CBT for Mental Compulsions
Posted on Friday, August 08, 2008Question: Does CBT work for mental compulsions, such as math or symmetrical games? If so, how do you start?
Richmond, VA
Answer: Cognitive Behavioral Therapy is a broadly efficacious treatment for obsessive-compulsive disorder (OCD). Specifically, a form of behavior therapy (Exposure and Response Prevention [ERP]) has been shown to produce superior treatment results to the most effective psychotropic medications in several large, multi-site National Institute of Health sponsored clinical trials (e.g., Foa et al., 2005).
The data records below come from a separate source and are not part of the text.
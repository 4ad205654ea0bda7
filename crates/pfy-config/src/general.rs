//! General application configuration.

use serde::{Deserialize, Serialize};

/// Default page size for list endpoints.
const fn default_limit() -> u32 {
    50
}

/// Hard cap on page size.
const fn default_max_limit() -> u32 {
    200
}

#[derive(Debug, Clone, Deserialize, Serialize)]
pub struct GeneralConfig {
    /// Default page size for list endpoints.
    #[serde(default = "default_limit")]
    pub default_limit: u32,

    /// Largest page size a client may request.
    #[serde(default = "default_max_limit")]
    pub max_limit: u32,
}

impl Default for GeneralConfig {
    fn default() -> Self {
        Self {
            default_limit: default_limit(),
            max_limit: default_max_limit(),
        }
    }
}

#[cfg(test)]
mod tests {
    use super::*;

    #[test]
    fn defaults_are_correct() {
        let config = GeneralConfig::default();
        assert_eq!(config.default_limit, 50);
        assert_eq!(config.max_limit, 200);
    }
}
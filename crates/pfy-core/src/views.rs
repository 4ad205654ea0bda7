//! Read-side views assembled by the task aggregation query.
//!
//! Summaries carry only public fields; nothing here can expose account
//! internals beyond name, email and avatar.

use chrono::{DateTime, Utc};
use schemars::JsonSchema;
use serde::{Deserialize, Serialize};

use crate::entities::{Attachment, TaskComment};
use crate::enums::{TaskPriority, TaskStatus};

#[derive(Debug, Clone, Serialize, Deserialize, JsonSchema, PartialEq, Eq)]
#[serde(rename_all = "camelCase")]
pub struct UserSummary {
    pub id: String,
    pub full_name: String,
    pub email: String,
    pub profile_image: Option<String>,
}

#[derive(Debug, Clone, Serialize, Deserialize, JsonSchema, PartialEq, Eq)]
#[serde(rename_all = "camelCase")]
pub struct CategorySummary {
    pub id: String,
    pub title: String,
    pub slug: String,
}

#[derive(Debug, Clone, Serialize, Deserialize, JsonSchema, PartialEq, Eq)]
#[serde(rename_all = "camelCase")]
pub struct GroupView {
    pub id: String,
    pub title: String,
    pub image: Option<String>,
    pub members: Vec<UserSummary>,
}

/// Populated assignee.
#[derive(Debug, Clone, Default, Serialize, Deserialize, JsonSchema, PartialEq, Eq)]
#[serde(tag = "kind", rename_all = "snake_case")]
pub enum AssigneeView {
    #[default]
    Unassigned,
    User(UserSummary),
    Group(GroupView),
}

/// One row of the task listing: the task plus its resolved references and
/// a comment count.
#[derive(Debug, Clone, Serialize, Deserialize, JsonSchema, PartialEq, Eq)]
#[serde(rename_all = "camelCase")]
pub struct TaskView {
    pub id: String,
    pub title: String,
    pub description: String,
    pub status: TaskStatus,
    pub priority: TaskPriority,
    pub due_date: DateTime<Utc>,
    pub due_date_notified: bool,
    pub attachment: Option<Attachment>,
    pub creator: Option<UserSummary>,
    pub category: Option<CategorySummary>,
    pub assignee: AssigneeView,
    pub comment_count: u64,
    pub created_at: DateTime<Utc>,
    pub updated_at: DateTime<Utc>,
}

/// A comment with its author and direct replies populated.
#[derive(Debug, Clone, Serialize, Deserialize, JsonSchema, PartialEq, Eq)]
#[serde(rename_all = "camelCase")]
pub struct CommentThread {
    #[serde(flatten)]
    pub comment: TaskComment,
    pub author: Option<UserSummary>,
    pub reply_threads: Vec<CommentThread>,
}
There are several good self-help books on ERP (e.g., Abramowitz, 2005).
For some time, clinicians and researchers have identified people with OCD who engage in mental compulsions. That is, rather than neutralize the distress experienced with obsessional intrusion by using overt compulsive rituals (e.g., washing one’s hands in response to feelings of contamination; checking repetitively in reaction to obsessional doubts), these individuals use covert rituals (e.g., neutralizing a “bad” thought with a “good” thought). Research on OCD symptom heterogeneity has consistently identified a large subgroup of individuals often referred to as “pure obsessionals” (e.g., Calamari et al., 2004), individuals who have no overt compulsions but who consistently neutralize obsessions with covert mental behavior (e.g., praying; mental checking involving repetitively reviewing events in one’s mind, etc.). In other words, pure obsessionals are not so “pure”, and rather than not engaging in compulsive behavior, these individuals do all their compulsions covertly. Although a different symptom variation of OCD, ERP can be applied effectively (Salkovskis & Westbrook, 1987), and treatment outcome is very good (Freeston et al., 1997). See Purdon and Clark’s (2005) self-help book for examples of treating mental rituals.
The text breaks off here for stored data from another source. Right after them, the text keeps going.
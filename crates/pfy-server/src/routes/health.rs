use axum::Json;
use axum::extract::State;
use serde_json::{Value, json};

use crate::state::AppState;

pub async fn health(State(state): State<AppState>) -> Json<Value> {
    Json(json!({
        "status": "ok",
        "version": env!("CARGO_PKG_VERSION"),
        "liveRooms": state.hub.room_count(),
    }))
}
In applying ERP to mental rituals, the task is the same-having the patient become willing to experience the obsessional concern and related distress, but refrain from using their compulsions to reduce distress. This allows the individual to discover repetitively that their distress diminishes nonetheless, and allows them to become less reactive to obsessional intrusions. The task is more difficult, though. The individual with washing compulsions can often more easily refrain from getting up and going to the sink to decontaminate, while the individual with well-practiced mental rituals may be able to converse with others at work while simultaneously completing several, covert mental rituals. Mental rituals are clearly more portable, and can be done in social settings covertly, settings where many people with OCD attempt to minimize ritualizing.
Clinically I have found that although many patients indicate they have no control over their mental rituals, a careful look suggests otherwise. Often, people with extensive mental rituals stay in a setting free from distractions so they can focus on “getting things right” in their mind. ERP is supported by graduated, but progressively more active engagement in life. Going out to dinner with friends, engaging in conversation, and focusing on hopefully an interesting topic make the prevention of mental ritualizing more likely. Staying at home to think, to get it right, leads to more mental ritualizing.
The critical issue for effective treatment of mental ritualizing is good assessment. The clinician and patient must work together to identify all the obsessional intrusions and all the related compulsions (neutralizing behaviors including avoidance behavior) to set the stage for effective treatment and good outcomes.